**WHAT YOU HAVE TO DO**
An identical copy of every entry below is the required output.

Saved entries:
_ _ _

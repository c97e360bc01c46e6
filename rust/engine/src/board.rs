use serde::{Deserialize, Serialize};
use std::fmt;

/// Number of cells on the fixed 3x3 board.
pub const BOARD_SIZE: usize = 9;

/// Index of the center cell.
pub const CENTER_CELL: usize = 4;

/// The 8 lines that win the game when fully owned by one player.
///
/// Cells are indexed in row-major order:
/// ```text
/// 0 1 2
/// 3 4 5
/// 6 7 8
/// ```
pub const WINNING_LINES: [[usize; 3]; 8] = [
    // columns
    [0, 3, 6],
    [1, 4, 7],
    [2, 5, 8],
    // rows
    [0, 1, 2],
    [3, 4, 5],
    [6, 7, 8],
    // diagonals
    [0, 4, 8],
    [2, 4, 6],
];

/// Identity of one of the two seats.
#[derive(Debug, Copy, Clone, Eq, PartialEq, Hash, Serialize, Deserialize)]
pub enum PlayerId {
    /// Player 1, always moves first
    One,
    /// Player 2, the computer seat in single-player games
    Two,
}

impl PlayerId {
    /// Numeric identity (1 or 2).
    pub fn number(self) -> u8 {
        match self {
            PlayerId::One => 1,
            PlayerId::Two => 2,
        }
    }

    /// The other player of the two-player roster.
    pub fn other(self) -> Self {
        match self {
            PlayerId::One => PlayerId::Two,
            PlayerId::Two => PlayerId::One,
        }
    }

    /// Cell state produced when this player claims a cell.
    pub fn cell_state(self) -> CellState {
        match self {
            PlayerId::One => CellState::OwnedByPlayer1,
            PlayerId::Two => CellState::OwnedByPlayer2,
        }
    }

    pub(crate) fn index(self) -> usize {
        match self {
            PlayerId::One => 0,
            PlayerId::Two => 1,
        }
    }
}

impl fmt::Display for PlayerId {
    fn fmt(&self, f: &mut fmt::Formatter<'_>) -> fmt::Result {
        write!(f, "player {}", self.number())
    }
}

#[derive(Debug, Copy, Clone, Eq, PartialEq, Default, Serialize, Deserialize)]
pub enum CellState {
    #[default]
    Empty,
    OwnedByPlayer1,
    OwnedByPlayer2,
}

/// A single board position.
#[derive(Debug, Copy, Clone, Eq, PartialEq, Default, Serialize, Deserialize)]
pub struct Cell {
    state: CellState,
    owner: Option<PlayerId>,
}

impl Cell {
    pub fn state(&self) -> CellState {
        self.state
    }

    pub fn owner(&self) -> Option<PlayerId> {
        self.owner
    }

    pub fn is_empty(&self) -> bool {
        self.state == CellState::Empty
    }

    /// Moves the cell from `Empty` to owned by `player`.
    ///
    /// Returns `false` without touching the cell if it is already owned;
    /// an owned cell never changes hands or reverts.
    pub fn claim(&mut self, player: PlayerId) -> bool {
        if !self.is_empty() {
            return false;
        }
        self.state = player.cell_state();
        self.owner = Some(player);
        true
    }
}

/// The 9-cell board in row-major order.
#[derive(Debug, Clone, Eq, PartialEq, Default, Serialize, Deserialize)]
pub struct Board {
    cells: [Cell; BOARD_SIZE],
}

impl Board {
    pub fn new() -> Self {
        Self::default()
    }

    pub fn cells(&self) -> &[Cell; BOARD_SIZE] {
        &self.cells
    }

    /// Returns the cell at `index`, or `None` outside `0..9`.
    pub fn cell(&self, index: usize) -> Option<&Cell> {
        self.cells.get(index)
    }

    pub fn is_empty_at(&self, index: usize) -> bool {
        self.cell(index).is_some_and(Cell::is_empty)
    }

    /// Claims `index` for `player`. Returns `false` for out-of-range or occupied cells.
    pub fn claim(&mut self, index: usize, player: PlayerId) -> bool {
        match self.cells.get_mut(index) {
            Some(cell) => cell.claim(player),
            None => false,
        }
    }

    /// Indices of all empty cells in ascending order.
    pub fn empty_cells(&self) -> Vec<usize> {
        (0..BOARD_SIZE).filter(|&i| self.is_empty_at(i)).collect()
    }

    /// Lowest-indexed empty cell.
    pub fn first_empty(&self) -> Option<usize> {
        (0..BOARD_SIZE).find(|&i| self.is_empty_at(i))
    }

    /// Number of cells of `line` owned by `player`.
    pub fn count_owned(&self, line: &[usize; 3], player: PlayerId) -> usize {
        line.iter()
            .filter(|&&i| self.cells[i].owner == Some(player))
            .count()
    }

    /// Empty cells of `line`, in the line's own order.
    pub fn empty_in_line(&self, line: &[usize; 3]) -> Vec<usize> {
        line.iter()
            .copied()
            .filter(|&i| self.is_empty_at(i))
            .collect()
    }

    pub fn is_full(&self) -> bool {
        self.cells.iter().all(|c| !c.is_empty())
    }
}

#[cfg(test)]
mod tests {
    use super::*;

    #[test]
    fn new_board_is_all_empty() {
        let b = Board::new();
        assert_eq!(b.empty_cells(), (0..9).collect::<Vec<_>>());
        assert_eq!(b.first_empty(), Some(0));
        assert!(!b.is_full());
    }

    #[test]
    fn claim_is_one_way() {
        let mut b = Board::new();
        assert!(b.claim(4, PlayerId::One));
        assert!(!b.claim(4, PlayerId::Two));
        let cell = b.cell(4).unwrap();
        assert_eq!(cell.state(), CellState::OwnedByPlayer1);
        assert_eq!(cell.owner(), Some(PlayerId::One));
    }

    #[test]
    fn claim_out_of_range_is_refused() {
        let mut b = Board::new();
        assert!(!b.claim(9, PlayerId::One));
        assert!(b.cell(9).is_none());
        assert_eq!(b, Board::new());
    }

    #[test]
    fn count_owned_only_counts_that_player() {
        let mut b = Board::new();
        b.claim(0, PlayerId::One);
        b.claim(1, PlayerId::Two);
        b.claim(2, PlayerId::One);
        assert_eq!(b.count_owned(&[0, 1, 2], PlayerId::One), 2);
        assert_eq!(b.count_owned(&[0, 1, 2], PlayerId::Two), 1);
        assert!(b.empty_in_line(&[0, 1, 2]).is_empty());
    }

    #[test]
    fn other_player_is_symmetric() {
        assert_eq!(PlayerId::One.other(), PlayerId::Two);
        assert_eq!(PlayerId::Two.other(), PlayerId::One);
    }
}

_ _ _

**SOLUTION TO THIS EXERCISE**
repository c97e360bc01c46e6
filename rust/engine/src/board.rs
use serde::{Deserialize, Serialize};
use std::fmt;

/// Number of cells on the fixed 3x3 board.
pub const BOARD_SIZE: usize = 9;

/// Index of the center cell.
pub const CENTER_CELL: usize = 4;

/// The 8 lines that win the game when fully owned by one player.
///
/// Cells are indexed in row-major order:
/// ```text
/// 0 1 2
/// 3 4 5
/// 6 7 8
/// ```
pub const WINNING_LINES: [[usize; 3]; 8] = [
    // columns
    [0, 3, 6],
    [1, 4, 7],
    [2, 5, 8],
    // rows
    [0, 1, 2],
    [3, 4, 5],
    [6, 7, 8],
    // diagonals
    [0, 4, 8],
    [2, 4, 6],
];

/// Identity of one of the two seats.
#[derive(Debug, Copy, Clone, Eq, PartialEq, Hash, Serialize, Deserialize)]
pub enum PlayerId {
    /// Player 1, always moves first
    One,
    /// Player 2, the computer seat in single-player games
    Two,
}

impl PlayerId {
    /// Numeric identity (1 or 2).
    pub fn number(self) -> u8 {
        match self {
            PlayerId::One => 1,
            PlayerId::Two => 2,
        }
    }

    /// The other player of the two-player roster.
    pub fn other(self) -> Self {
        match self {
            PlayerId::One => PlayerId::Two,
            PlayerId::Two => PlayerId::One,
        }
    }

    /// Cell state produced when this player claims a cell.
    pub fn cell_state(self) -> CellState {
        match self {
            PlayerId::One => CellState::OwnedByPlayer1,
            PlayerId::Two => CellState::OwnedByPlayer2,
        }
    }

    pub(crate) fn index(self) -> usize {
        match self {
            PlayerId::One => 0,
            PlayerId::Two => 1,
        }
    }
}

impl fmt::Display for PlayerId {
    fn fmt(&self, f: &mut fmt::Formatter<'_>) -> fmt::Result {
        write!(f, "player {}", self.number())
    }
}

#[derive(Debug, Copy, Clone, Eq, PartialEq, Default, Serialize, Deserialize)]
pub enum CellState {
    #[default]
    Empty,
    OwnedByPlayer1,
    OwnedByPlayer2,
}

/// A single board position.
#[derive(Debug, Copy, Clone, Eq, PartialEq, Default, Serialize, Deserialize)]
pub struct Cell {
    state: CellState,
    owner: Option<PlayerId>,
}

impl Cell {
    pub fn state(&self) -> CellState {
        self.state
    }

    pub fn owner(&self) -> Option<PlayerId> {
        self.owner
    }

    pub fn is_empty(&self) -> bool {
        self.state == CellState::Empty
    }

    /// Moves the cell from `Empty` to owned by `player`.
    ///
    /// Returns `false` without touching the cell if it is already owned;
    /// an owned cell never changes hands or reverts.
    pub fn claim(&mut self, player: PlayerId) -> bool {
        if !self.is_empty() {
            return false;
        }
        self.state = player.cell_state();
        self.owner = Some(player);
        true
    }
}

/// The 9-cell board in row-major order.
#[derive(Debug, Clone, Eq, PartialEq, Default, Serialize, Deserialize)]
pub struct Board {
    cells: [Cell; BOARD_SIZE],
}

impl Board {
    pub fn new() -> Self {
        Self::default()
    }

    pub fn cells(&self) -> &[Cell; BOARD_SIZE] {
        &self.cells
    }

    /// Returns the cell at `index`, or `None` outside `0..9`.
    pub fn cell(&self, index: usize) -> Option<&Cell> {
        self.cells.get(index)
    }

    pub fn is_empty_at(&self, index: usize) -> bool {
        self.cell(index).is_some_and(Cell::is_empty)
    }

    /// Claims `index` for `player`. Returns `false` for out-of-range or occupied cells.
    pub fn claim(&mut self, index: usize, player: PlayerId) -> bool {
        match self.cells.get_mut(index) {
            Some(cell) => cell.claim(player),
            None => false,
        }
    }

    /// Indices of all empty cells in ascending order.
    pub fn empty_cells(&self) -> Vec<usize> {
        (0..BOARD_SIZE).filter(|&i| self.is_empty_at(i)).collect()
    }

    /// Lowest-indexed empty cell.
    pub fn first_empty(&self) -> Option<usize> {
        (0..BOARD_SIZE).find(|&i| self.is_empty_at(i))
    }

    /// Number of cells of `line` owned by `player`.
    pub fn count_owned(&self, line: &[usize; 3], player: PlayerId) -> usize {
        line.iter()
            .filter(|&&i| self.cells[i].owner == Some(player))
            .count()
    }

    /// Empty cells of `line`, in the line's own order.
    pub fn empty_in_line(&self, line: &[usize; 3]) -> Vec<usize> {
        line.iter()
            .copied()
            .filter(|&i| self.is_empty_at(i))
            .collect()
    }

    pub fn is_full(&self) -> bool {
        self.cells.iter().all(|c| !c.is_empty())
    }
}

#[cfg(test)]
mod tests {
    use super::*;

    #[test]
    fn new_board_is_all_empty() {
        let b = Board::new();
        assert_eq!(b.empty_cells(), (0..9).collect::<Vec<_>>());
        assert_eq!(b.first_empty(), Some(0));
        assert!(!b.is_full());
    }

    #[test]
    fn claim_is_one_way() {
        let mut b = Board::new();
        assert!(b.claim(4, PlayerId::One));
        assert!(!b.claim(4, PlayerId::Two));
        let cell = b.cell(4).unwrap();
        assert_eq!(cell.state(), CellState::OwnedByPlayer1);
        assert_eq!(cell.owner(), Some(PlayerId::One));
    }

    #[test]
    fn claim_out_of_range_is_refused() {
        let mut b = Board::new();
        assert!(!b.claim(9, PlayerId::One));
        assert!(b.cell(9).is_none());
        assert_eq!(b, Board::new());
    }

    #[test]
    fn count_owned_only_counts_that_player() {
        let mut b = Board::new();
        b.claim(0, PlayerId::One);
        b.claim(1, PlayerId::Two);
        b.claim(2, PlayerId::One);
        assert_eq!(b.count_owned(&[0, 1, 2], PlayerId::One), 2);
        assert_eq!(b.count_owned(&[0, 1, 2], PlayerId::Two), 1);
        assert!(b.empty_in_line(&[0, 1, 2]).is_empty());
    }

    #[test]
    fn other_player_is_symmetric() {
        assert_eq!(PlayerId::One.other(), PlayerId::Two);
        assert_eq!(PlayerId::Two.other(), PlayerId::One);
    }
}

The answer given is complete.